- Your task -
Whenever a line in the data below includes the string "AlignmentError", copy it out.

----------------------------------------

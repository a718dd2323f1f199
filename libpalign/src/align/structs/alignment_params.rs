use serde::{Deserialize, Serialize};

use crate::align::AlignmentError;

/// The linear gap penalties of a semi-global alignment.
///
/// Both penalties are subtracted from the score, so they must be non-negative.
#[derive(Debug, Default, Clone, Copy, PartialEq, Eq, Serialize, Deserialize)]
pub struct AlignmentParams {
    /// The cost of a gap inside the alignment
    pub gap_penalty: i32,
    /// The cost of a gap on the outer border of the grid;
    /// 0 gives free end gaps
    pub end_gap_penalty: i32,
}

impl AlignmentParams {
    pub fn new(gap_penalty: i32, end_gap_penalty: i32) -> Self {
        Self {
            gap_penalty,
            end_gap_penalty,
        }
    }

    pub fn with_gap_penalty(mut self, gap_penalty: i32) -> Self {
        self.gap_penalty = gap_penalty;
        self
    }

    pub fn with_end_gap_penalty(mut self, end_gap_penalty: i32) -> Self {
        self.end_gap_penalty = end_gap_penalty;
        self
    }

    pub fn validate(&self) -> Result<(), AlignmentError> {
        if self.gap_penalty < 0 {
            return Err(AlignmentError::InvalidPenalty {
                name: "gap penalty",
                value: self.gap_penalty,
            });
        }
        if self.end_gap_penalty < 0 {
            return Err(AlignmentError::InvalidPenalty {
                name: "end gap penalty",
                value: self.end_gap_penalty,
            });
        }
        Ok(())
    }
}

----------------------------------------

- Response area -
use crate::align::AlignmentError;
    pub fn validate(&self) -> Result<(), AlignmentError> {
            return Err(AlignmentError::InvalidPenalty {
            return Err(AlignmentError::InvalidPenalty {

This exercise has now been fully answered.